Les Vals du Dauphiné sous pression

En dix ans, la population des Vals du Dauphiné s'est accrue de 27% pour flirter avec les 60 000 habitants en 2010. Cette tendance devrait perdurer et les statisticiens de l'Insee prévoient une population de 87 800 habitants en 2040. L'étude que vient de publier l'Institut national de la statistique décrit donc un territoire en pleine mutation économique liée à la périurbanisation. Un territoire partagé entre ruralité et attractivité des pôles urbains, étant donné son équidistance de Grenoble, Chambéry et Lyon. « Depuis 20 à 25 ans, nous voyons affluer des personnes auparavant résidentes de la ville nouvelle qui ont souhaité glisser vers des territoires perçus comme plus ruraux, sans pour autant être trop éloignées de leur lieu de travail. Les déplacements pendulaires sont une réalité, confirme Daniel Vitte, maire de Montrevel, président du syndicat mixte Vals du Dauphiné expansion. Des terrains à bâtir abordables, des paysages préservés et de solides infrastructures routières et ferroviaires expliquent l'attractivité des Vals du Dauphiné.
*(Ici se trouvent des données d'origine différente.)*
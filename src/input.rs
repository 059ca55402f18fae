use crossterm::event::{KeyCode, KeyEvent, KeyModifiers};

#[derive(Debug, Clone, Copy, PartialEq, Eq)]
pub enum Key {
    Char(char),
    Up,
    Down,
    Left,
    Right,
    Home,
    End,
    PageUp,
    PageDown,
    Enter,
    Esc,
    Tab,
    BackTab,
    Backspace,
    Delete,
    Interrupt,
}

impl Key {
    pub fn is_activate(self) -> bool {
        matches!(self, Key::Enter | Key::Char(' '))
    }

    pub fn is_back(self) -> bool {
        matches!(self, Key::Esc | Key::Char('q'))
    }
}

pub fn map_key(key: KeyEvent) -> Option<Key> {
    let ctrl = key.modifiers.contains(KeyModifiers::CONTROL);
    match key.code {
        KeyCode::Char('c') if ctrl => Some(Key::Interrupt),
        KeyCode::Char('m') | KeyCode::Char('j') if ctrl => Some(Key::Enter),
        KeyCode::Char('n') if ctrl => Some(Key::Down),
        KeyCode::Char('p') if ctrl => Some(Key::Up),
        KeyCode::Char('d') if ctrl => Some(Key::PageDown),
        KeyCode::Char('u') if ctrl => Some(Key::PageUp),
        KeyCode::Char(_) if ctrl => None,
        KeyCode::Char(_) if key.modifiers.contains(KeyModifiers::ALT) => None,
        KeyCode::Char(c) => Some(Key::Char(c)),
        KeyCode::Up => Some(Key::Up),
        KeyCode::Down => Some(Key::Down),
        KeyCode::Left => Some(Key::Left),
        KeyCode::Right => Some(Key::Right),
        KeyCode::Home => Some(Key::Home),
        KeyCode::End => Some(Key::End),
        KeyCode::PageUp => Some(Key::PageUp),
        KeyCode::PageDown => Some(Key::PageDown),
        KeyCode::Enter => Some(Key::Enter),
        KeyCode::Esc => Some(Key::Esc),
        KeyCode::Tab if key.modifiers.contains(KeyModifiers::SHIFT) => Some(Key::BackTab),
        KeyCode::Tab => Some(Key::Tab),
        KeyCode::BackTab => Some(Key::BackTab),
        KeyCode::Backspace => Some(Key::Backspace),
        KeyCode::Delete => Some(Key::Delete),
        _ => None,
    }
}

pub fn selection_step(key: Key, page: usize) -> Option<isize> {
    let page = page.max(1) as isize;
    match key {
        Key::Down | Key::Char('j') => Some(1),
        Key::Up | Key::Char('k') => Some(-1),
        Key::PageDown => Some(page),
        Key::PageUp => Some(-page),
        _ => None,
    }
}
//! Text-layout mode selection.
//!
//! The public loading surface takes two independent boolean flags, matching
//! the traditional pdftotext-style interface. They collapse into a single
//! enumerated mode here, before anything reaches the engine.

use crate::error::{Error, Result};

/// Ordering strategy for extracted page text.
#[derive(Debug, Clone, Copy, PartialEq, Eq, Default)]
pub enum Layout {
    /// Logical reading order.
    #[default]
    Default,
    /// Content-stream emission order.
    Raw,
    /// Visual, coordinate-preserving order.
    Physical,
}

impl Layout {
    /// Resolve the `raw`/`physical` flag pair into exactly one mode.
    ///
    /// Both flags set is a configuration error; nothing is extracted under
    /// an unresolved mode.
    pub fn resolve(raw: bool, physical: bool) -> Result<Layout> {
        match (raw, physical) {
            (false, false) => Ok(Layout::Default),
            (true, false) => Ok(Layout::Raw),
            (false, true) => Ok(Layout::Physical),
            (true, true) => Err(Error::LayoutConflict),
        }
    }
}

impl std::fmt::Display for Layout {
    fn fmt(&self, f: &mut std::fmt::Formatter<'_>) -> std::fmt::Result {
        match self {
            Layout::Default => write!(f, "default"),
            Layout::Raw => write!(f, "raw"),
            Layout::Physical => write!(f, "physical"),
        }
    }
}
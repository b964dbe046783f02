//! PDF engine abstraction layer.
//!
//! Provides a trait-based interface for the operations the document handle
//! needs from a PDF engine, isolating the concrete PDF library from the
//! indexing and iteration logic. Implementations own the parsed document
//! state and are free to back it with any parser.

use thiserror::Error;

use crate::layout::Layout;

/// Failures reported by an engine implementation.
///
/// The document handle maps these onto the public [`crate::Error`] taxonomy;
/// engine implementations never surface their own library's error types.
#[derive(Error, Debug)]
pub enum EngineError {
    /// The byte stream is not a structurally valid PDF document.
    #[error("malformed document: {0}")]
    Malformed(String),

    /// The document is encrypted and the credentials on hand do not open it.
    #[error("document is encrypted")]
    Encrypted,

    /// One page failed to parse while the document as a whole is readable.
    #[error("malformed page: {0}")]
    PageMalformed(String),
}

/// Abstract interface for opening PDF documents.
pub trait Engine {
    /// Parse a document from raw bytes.
    ///
    /// Engines that detect encryption at parse time may fail here with
    /// [`EngineError::Encrypted`]; engines that parse the envelope first
    /// report encryption later, from [`EngineDoc::unlock`].
    fn open(&self, bytes: &[u8]) -> Result<Box<dyn EngineDoc>, EngineError>;
}

/// One opened, engine-parsed document.
///
/// Page numbers at this boundary are 1-based, following PDF convention.
pub trait EngineDoc {
    /// Authenticate `password` against the document's user and owner roles.
    ///
    /// A password valid for either role unlocks full content access. Calling
    /// this on an unencrypted document succeeds without side effects. A
    /// rejected password fails with [`EngineError::Encrypted`]; engines must
    /// not distinguish a wrong password from a missing one.
    fn unlock(&mut self, password: &str) -> Result<(), EngineError>;

    /// Number of pages in the document.
    fn page_count(&self) -> usize;

    /// Extract the text of one page under the given layout mode.
    fn extract(&self, page_number: u32, layout: Layout) -> Result<String, EngineError>;
}
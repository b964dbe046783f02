//! Benchmarks for pdftext extraction performance.
//!
//! Run with: cargo bench

use criterion::{black_box, criterion_group, criterion_main, Criterion};
use lopdf::content::{Content, Operation};
use lopdf::{dictionary, Document, Object, Stream};
use pdftext::Pdf;

/// Build a synthetic PDF with the given number of text pages.
fn create_test_pdf(page_count: usize) -> Vec<u8> {
    let mut doc = Document::with_version("1.5");
    let pages_id = doc.new_object_id();

    let font_id = doc.add_object(dictionary! {
        "Type" => "Font",
        "Subtype" => "Type1",
        "BaseFont" => "Helvetica",
    });
    let resources_id = doc.add_object(dictionary! {
        "Font" => dictionary! { "F1" => font_id },
    });

    let mut kids: Vec<Object> = Vec::new();
    for i in 0..page_count {
        let text = format!("Page {} - benchmark test content for pdftext.", i + 1);
        let content = Content {
            operations: vec![
                Operation::new("BT", vec![]),
                Operation::new("Tf", vec!["F1".into(), 12.into()]),
                Operation::new("Td", vec![72.into(), 720.into()]),
                Operation::new("Tj", vec![Object::string_literal(text)]),
                Operation::new("ET", vec![]),
            ],
        };
        let content_id = doc.add_object(Stream::new(
            dictionary! {},
            content.encode().expect("encode content stream"),
        ));
        let page_id = doc.add_object(dictionary! {
            "Type" => "Page",
            "Parent" => pages_id,
            "Contents" => content_id,
        });
        kids.push(page_id.into());
    }

    let count = kids.len() as i64;
    doc.objects.insert(
        pages_id,
        Object::Dictionary(dictionary! {
            "Type" => "Pages",
            "Kids" => kids,
            "Count" => count,
            "Resources" => resources_id,
            "MediaBox" => vec![0.into(), 0.into(), 612.into(), 792.into()],
        }),
    );

    let catalog_id = doc.add_object(dictionary! {
        "Type" => "Catalog",
        "Pages" => pages_id,
    });
    doc.trailer.set("Root", catalog_id);

    let mut buf = Vec::new();
    doc.save_to(&mut buf).expect("serialize benchmark PDF");
    buf
}

fn bench_load(c: &mut Criterion) {
    let bytes = create_test_pdf(10);
    c.bench_function("load_10_pages", |b| {
        b.iter(|| Pdf::new(black_box(&bytes)).unwrap())
    });
}

fn bench_single_page(c: &mut Criterion) {
    let bytes = create_test_pdf(10);
    let pdf = Pdf::new(&bytes).unwrap();
    c.bench_function("get_text_one_page", |b| {
        b.iter(|| pdf.get_text(black_box(0)).unwrap())
    });
}

fn bench_read_all(c: &mut Criterion) {
    let bytes = create_test_pdf(10);
    let pdf = Pdf::new(&bytes).unwrap();
    c.bench_function("read_all_10_pages", |b| b.iter(|| pdf.read_all().unwrap()));
}

criterion_group!(benches, bench_load, bench_single_page, bench_read_all);
criterion_main!(benches);
//! Loading options and configuration.

/// Options for loading a PDF document.
#[derive(Debug, Clone, Default)]
pub struct LoadOptions {
    /// Password for encrypted documents. A password valid for either the
    /// user or the owner role unlocks the document.
    pub password: Option<String>,

    /// Emit page text in content-stream order.
    pub raw: bool,

    /// Emit page text in visual (coordinate-preserving) order.
    pub physical: bool,
}

impl LoadOptions {
    /// Create new load options with defaults.
    pub fn new() -> Self {
        Self::default()
    }

    /// Set the password to try during unlock.
    pub fn with_password(mut self, password: impl Into<String>) -> Self {
        self.password = Some(password.into());
        self
    }

    /// Request content-stream extraction order.
    pub fn raw(mut self) -> Self {
        self.raw = true;
        self
    }

    /// Request visual extraction order.
    pub fn physical(mut self) -> Self {
        self.physical = true;
        self
    }
}
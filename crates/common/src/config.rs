use serde::Deserialize;

/// Which email backend delivers outbound messages.
///
/// `Noop` logs instead of sending; used in local development and tests.
#[derive(Debug, Clone, Copy, PartialEq, Eq, Deserialize)]
#[serde(rename_all = "lowercase")]
pub enum MailerBackend {
    Resend,
    Noop,
}

impl std::str::FromStr for MailerBackend {
    type Err = anyhow::Error;

    fn from_str(s: &str) -> Result<Self, Self::Err> {
        match s {
            "resend" => Ok(MailerBackend::Resend),
            "noop" => Ok(MailerBackend::Noop),
            other => Err(anyhow::anyhow!(
                "MAILER_BACKEND must be 'resend' or 'noop', got '{other}'"
            )),
        }
    }
}

/// Global application configuration loaded from environment variables.
#[derive(Debug, Clone)]
pub struct AppConfig {
    /// PostgreSQL connection string
    pub database_url: String,

    /// Redis connection string
    pub redis_url: String,

    /// Redis list the trigger messages arrive on
    pub trigger_queue_key: String,

    /// Blocking-pop timeout in seconds; bounds shutdown latency
    pub queue_pop_timeout_secs: u64,

    /// Email backend selection (default: resend)
    pub mailer_backend: MailerBackend,

    /// Resend API key; required when the resend backend is selected
    pub resend_api_key: Option<String>,

    /// Fixed sender address for every outbound email
    pub email_from: String,

    /// Per-send timeout against the email service, in seconds (default: 10)
    pub send_timeout_secs: u64,

    /// Push failed trigger messages back onto the queue for redelivery
    /// (default: false, meaning failures are logged and the message is consumed)
    pub requeue_on_failure: bool,

    /// Maximum number of PostgreSQL connections in the pool (default: 5)
    pub db_max_connections: u32,
}

impl AppConfig {
    /// Load configuration from environment variables.
    pub fn from_env() -> anyhow::Result<Self> {
        dotenvy::dotenv().ok();

        let config = Self {
            database_url: std::env::var("DATABASE_URL")
                .map_err(|_| anyhow::anyhow!("DATABASE_URL environment variable is required"))?,
            redis_url: std::env::var("REDIS_URL")
                .unwrap_or_else(|_| "redis://localhost:6379".to_string()),
            trigger_queue_key: std::env::var("TRIGGER_QUEUE_KEY")
                .unwrap_or_else(|_| "courier:triggers".to_string()),
            queue_pop_timeout_secs: std::env::var("QUEUE_POP_TIMEOUT_SECS")
                .unwrap_or_else(|_| "5".to_string())
                .parse()
                .map_err(|_| anyhow::anyhow!("QUEUE_POP_TIMEOUT_SECS must be a valid u64"))?,
            mailer_backend: std::env::var("MAILER_BACKEND")
                .unwrap_or_else(|_| "resend".to_string())
                .parse()?,
            resend_api_key: std::env::var("RESEND_API_KEY").ok(),
            email_from: std::env::var("EMAIL_FROM")
                .map_err(|_| anyhow::anyhow!("EMAIL_FROM environment variable is required"))?,
            send_timeout_secs: std::env::var("SEND_TIMEOUT_SECS")
                .unwrap_or_else(|_| "10".to_string())
                .parse()
                .map_err(|_| anyhow::anyhow!("SEND_TIMEOUT_SECS must be a valid u64"))?,
            requeue_on_failure: std::env::var("REQUEUE_ON_FAILURE")
                .unwrap_or_else(|_| "false".to_string())
                .parse()
                .map_err(|_| anyhow::anyhow!("REQUEUE_ON_FAILURE must be 'true' or 'false'"))?,
            db_max_connections: std::env::var("DB_MAX_CONNECTIONS")
                .unwrap_or_else(|_| "5".to_string())
                .parse()
                .map_err(|_| anyhow::anyhow!("DB_MAX_CONNECTIONS must be a valid u32"))?,
        };

        if config.mailer_backend == MailerBackend::Resend && config.resend_api_key.is_none() {
            return Err(anyhow::anyhow!(
                "RESEND_API_KEY is required when MAILER_BACKEND=resend"
            ));
        }

        Ok(config)
    }
}

#[cfg(test)]
mod tests {
    use super::*;

    #[test]
    fn test_backend_parses_known_values() {
        assert_eq!(
            "resend".parse::<MailerBackend>().unwrap(),
            MailerBackend::Resend
        );
        assert_eq!("noop".parse::<MailerBackend>().unwrap(), MailerBackend::Noop);
    }

    #[test]
    fn test_backend_rejects_unknown_value() {
        assert!("sendgrid".parse::<MailerBackend>().is_err());
    }
}
//! Dispatch orchestration: fetch → send loop → finalize.
//!
//! For each trigger message:
//! 1. Parse the body into a notification id
//! 2. Load the notification's message and subject
//! 3. Load the full attendee table as the recipient set
//! 4. Send one personalized email per attendee, in order
//! 5. Stamp the notification row with `"Notified {N} attendees"` and the
//!    completion timestamp

use std::sync::Arc;

use chrono::Utc;
use sqlx::PgPool;

use courier_common::error::DispatchError;
use courier_common::types::{
    Attendee, DispatchSummary, NotificationContent, SendReport, SendStatus,
};
use courier_mailer::{EmailMessage, Mailer};

use crate::repo;
use crate::trigger::parse_trigger;

/// Outcome of handling one trigger message.
///
/// `Failed` is terminal by default: the worker logs it and acknowledges the
/// message anyway, so the queue never redelivers. Retry-capable deployments
/// opt in via `REQUEUE_ON_FAILURE`.
#[derive(Debug)]
pub enum DispatchOutcome {
    Completed(DispatchSummary),
    Failed(DispatchError),
}

/// Runs one dispatch invocation per trigger message.
pub struct Dispatcher {
    mailer: Arc<dyn Mailer>,
}

impl Dispatcher {
    pub fn new(mailer: Arc<dyn Mailer>) -> Self {
        Self { mailer }
    }

    /// Handle a raw trigger message body.
    ///
    /// Every failure is caught here and folded into the outcome; nothing
    /// propagates to the caller as an `Err`.
    pub async fn handle_trigger(&self, pool: &PgPool, body: &str) -> DispatchOutcome {
        let notification_id = match parse_trigger(body) {
            Ok(id) => id,
            Err(err) => {
                tracing::error!(body, error = %err, "Discarding malformed trigger message");
                return DispatchOutcome::Failed(err);
            }
        };

        match self.dispatch(pool, notification_id).await {
            Ok(summary) => {
                tracing::info!(
                    notification_id,
                    attendees = summary.attendees,
                    delivered = summary.delivered,
                    failed = summary.failed,
                    "Dispatch completed"
                );
                DispatchOutcome::Completed(summary)
            }
            Err(err) => {
                tracing::error!(notification_id, error = %err, "Dispatch failed");
                DispatchOutcome::Failed(err)
            }
        }
    }

    /// Run the full pipeline for a parsed notification id.
    pub async fn dispatch(
        &self,
        pool: &PgPool,
        notification_id: i32,
    ) -> Result<DispatchSummary, DispatchError> {
        let content = repo::fetch_notification(pool, notification_id)
            .await?
            .ok_or(DispatchError::NotificationNotFound(notification_id))?;

        let attendees = repo::fetch_attendees(pool).await?;

        let reports = self.send_all(&content, &attendees).await;
        let delivered = reports
            .iter()
            .filter(|r| r.status == SendStatus::Delivered)
            .count();
        let failed = reports.len() - delivered;

        // Finalize regardless of individual send failures; the persisted
        // count is the audience size, not the delivery tally.
        let completed_at = Utc::now();
        repo::mark_notified(pool, notification_id, attendees.len(), completed_at).await?;

        Ok(DispatchSummary {
            notification_id,
            attendees: attendees.len(),
            delivered,
            failed,
            completed_at,
        })
    }

    /// Send one personalized email per attendee, strictly in order.
    ///
    /// A failed send is recorded and the loop moves on; one bounced address
    /// never blocks the rest of the audience.
    pub async fn send_all(
        &self,
        content: &NotificationContent,
        attendees: &[Attendee],
    ) -> Vec<SendReport> {
        let mut reports = Vec::with_capacity(attendees.len());

        for attendee in attendees {
            let email = EmailMessage {
                to: attendee.email.clone(),
                subject: format!("{}: {}", attendee.first_name, content.subject),
                html_body: content.message.clone(),
            };

            match self.mailer.send_email(&email).await {
                Ok(()) => {
                    tracing::debug!(to = %attendee.email, "Email sent");
                    reports.push(SendReport {
                        email: attendee.email.clone(),
                        status: SendStatus::Delivered,
                        error: None,
                    });
                }
                Err(err) => {
                    tracing::warn!(
                        to = %attendee.email,
                        error = %err,
                        "Email send failed; continuing with remaining attendees"
                    );
                    reports.push(SendReport {
                        email: attendee.email.clone(),
                        status: SendStatus::Failed,
                        error: Some(err.to_string()),
                    });
                }
            }
        }

        reports
    }
}

#[cfg(test)]
mod tests {
    use super::*;
    use async_trait::async_trait;
    use courier_mailer::MailerError;
    use std::sync::Mutex;

    /// Records every accepted message; fails for listed recipients.
    #[derive(Default)]
    struct RecordingMailer {
        sent: Mutex<Vec<EmailMessage>>,
        fail_for: Vec<String>,
    }

    impl RecordingMailer {
        fn failing_for(addresses: &[&str]) -> Self {
            Self {
                sent: Mutex::new(Vec::new()),
                fail_for: addresses.iter().map(|a| a.to_string()).collect(),
            }
        }

        fn sent(&self) -> Vec<EmailMessage> {
            self.sent.lock().unwrap().clone()
        }
    }

    #[async_trait]
    impl Mailer for RecordingMailer {
        async fn send_email(&self, email: &EmailMessage) -> Result<(), MailerError> {
            if self.fail_for.contains(&email.to) {
                return Err(MailerError::Rejected {
                    status: 500,
                    body: "simulated outage".to_string(),
                });
            }
            self.sent.lock().unwrap().push(email.clone());
            Ok(())
        }
    }

    fn content() -> NotificationContent {
        NotificationContent {
            message: "<p>Doors open at 9.</p>".to_string(),
            subject: "Launch day".to_string(),
        }
    }

    fn attendee(email: &str, first_name: &str) -> Attendee {
        Attendee {
            email: email.to_string(),
            first_name: first_name.to_string(),
        }
    }

    #[tokio::test]
    async fn test_send_all_personalizes_subject_and_keeps_body() {
        let mailer = Arc::new(RecordingMailer::default());
        let dispatcher = Dispatcher::new(mailer.clone());

        let attendees = vec![attendee("ada@example.com", "Ada")];
        let reports = dispatcher.send_all(&content(), &attendees).await;

        assert_eq!(reports.len(), 1);
        assert_eq!(reports[0].status, SendStatus::Delivered);

        let sent = mailer.sent();
        assert_eq!(sent[0].to, "ada@example.com");
        assert_eq!(sent[0].subject, "Ada: Launch day");
        assert_eq!(sent[0].html_body, "<p>Doors open at 9.</p>");
    }

    #[tokio::test]
    async fn test_send_all_continues_past_failures() {
        let mailer = Arc::new(RecordingMailer::failing_for(&["grace@example.com"]));
        let dispatcher = Dispatcher::new(mailer.clone());

        let attendees = vec![
            attendee("ada@example.com", "Ada"),
            attendee("grace@example.com", "Grace"),
            attendee("alan@example.com", "Alan"),
        ];
        let reports = dispatcher.send_all(&content(), &attendees).await;

        assert_eq!(reports.len(), 3);
        assert_eq!(reports[0].status, SendStatus::Delivered);
        assert_eq!(reports[1].status, SendStatus::Failed);
        assert!(reports[1].error.as_deref().unwrap().contains("simulated outage"));
        assert_eq!(reports[2].status, SendStatus::Delivered);

        // The failing recipient did not block the ones after it
        let sent = mailer.sent();
        assert_eq!(sent.len(), 2);
        assert_eq!(sent[1].to, "alan@example.com");
    }

    #[tokio::test]
    async fn test_send_all_preserves_attendee_order() {
        let mailer = Arc::new(RecordingMailer::default());
        let dispatcher = Dispatcher::new(mailer.clone());

        let attendees = vec![
            attendee("a@example.com", "A"),
            attendee("b@example.com", "B"),
            attendee("c@example.com", "C"),
        ];
        dispatcher.send_all(&content(), &attendees).await;

        let sent = mailer.sent();
        let order: Vec<&str> = sent.iter().map(|e| e.to.as_str()).collect();
        assert_eq!(order, ["a@example.com", "b@example.com", "c@example.com"]);
    }

    #[tokio::test]
    async fn test_send_all_with_empty_audience() {
        let dispatcher = Dispatcher::new(Arc::new(RecordingMailer::default()));
        let reports = dispatcher.send_all(&content(), &[]).await;
        assert!(reports.is_empty());
    }
}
Résidences secondaires et assainissement
Ce qui frappe dans l'étude de l'Insee, c'est, qu'en dépit du fort accroissement démographique, la pression foncière semble limitée. Pour preuve, les terres agricoles, n'ont pas été impactées par l'arrivée de nouvelles populations. La SAU reste stable autour de 20 800 hectares en 2010. Dans le même temps, le nombre d'exploitations a baissé de 794 à 525. Miracle foncier ? Bombe à retardement ? Nombre de résidences secondaires, notamment dans la vallée de la Bourbre, ont été transformées en habitat principal. Et si 76% des résidences principales sont individuelles, l'Insee pointe clairement le fait que « sous l'effet d'une pression foncière accrue, l'habitat individuel groupé augmente » (30% sur la période). Autre facteur de maîtrise du foncier, les progrès faits en matières de systèmes d'assainissement ont permis à de nombreuses communes rurales de réduire la taille des parcelles constructibles, indique Daniel Vitte. En une dizaine d'années, les surfaces imposées par les règlements d'urbanisme sont passées de 2 500 ou 2 000 m2 à 1 000 m2.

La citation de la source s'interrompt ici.